The 2 to 3 inch fish, found only in the Delta, is an “indicator species” that shows the relative health of the San Francisco Bay/Delta ecosystem. The Delta smelt is listed as “endangered” under both the federal Endangered Species Act and the California Endangered Species Act.
When no Delta Smelt are found in six years of a survey that has been conducted since 1967, the estuary is in a serious ecological crisis
“No Delta Smelt were collected at any stations from September through November,” according to Erin Chappell, Regional Manager, Bay Delta Region-3 to Brooke Jacobs, CDFW Branch Chief, and other CDFW staff on December 21. “The 2023 September- November index (0) is tied with 2016 and 2018-2022 as the lowest index in FMWT history.”

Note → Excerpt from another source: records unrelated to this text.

fn try_launch(
    plan: &LaunchPlan,
    controller: &dyn WindowController,
    command: &str,
    settle: Duration,
) -> Result<String, String> {
    let window_id = controller
        .create(&plan.working_directory, &plan.window_name, command)
        .map_err(|e| e.to_string())?;
    if !settle.is_zero() {
        thread::sleep(settle);
    }
    let alive = match controller.list_panes(&window_id) {
        Ok(panes) => agent_pane(&panes, None).is_some_and(|p| !is_shell_command(&p.current_cmd)),
        Err(e) if e.is_not_found() => false,
        Err(e) => return Err(e.to_string()),
    };
    if alive {
        return Ok(window_id);
    }
    if let Err(e) = controller.kill(&window_id) {
        debug!(window = %window_id, error = %e, "cleanup of failed launch window failed");
    }
    Err(format!("agent exited right after `{command}`"))
}

fn replay(controller: &dyn WindowController, window_id: &str, text: &str) -> bool {
    match controller.send_keys(window_id, text) {
        Ok(sent) => sent,
        Err(e) => {
            warn!(window = %window_id, error = %e, "replaying pending input failed");
            false
        }
    }
}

She said the absence of Delta Smelt catch in the FMWT is “consistent among other surveys in the estuary.” For example, the Enhanced Delta Smelt Monitoring (EDSM) survey of the U.S. Fish and Wildlife Service (USFWS) caught only 5 Delta Smelt among 10 sampling weeks (between 9/4 and 11/10) comprised of 1,360 tows (U.S. Fish and Wildlife Service 2023).
The near-extinction of Delta Smelt in the wild is part of the larger Pelagic Organism Decline (POD) caused by massive water diversions from the Delta by the state and federal water projects, along with toxics, water pollution and invasive species.
Between 1967 and 2020, the state’s Fall Midwater Trawl abundance indices for striped bass, Delta smelt, longfin smelt, American shad, splittail and threadfin shad have declined by 99.7, 100, 99.96, 67.9, 100, and 95%, respectively, according to the California Sportfishing Protection Alliance.
Taken as five-year averages (1967-71 vs. 2016-20), the declines for striped bass, Delta smelt, longfin smelt, American shad, splittail and threadfin shad are 98.1, 99.8, 99.8, 26.2, 99.3 and 94.3 percent, respectively.
Unless the Water Board and the Gavin Newsom Administration change direction, fish extinction and the destruction of a once robust, fish-filled estuary are likely to be their real “environmental legacy.”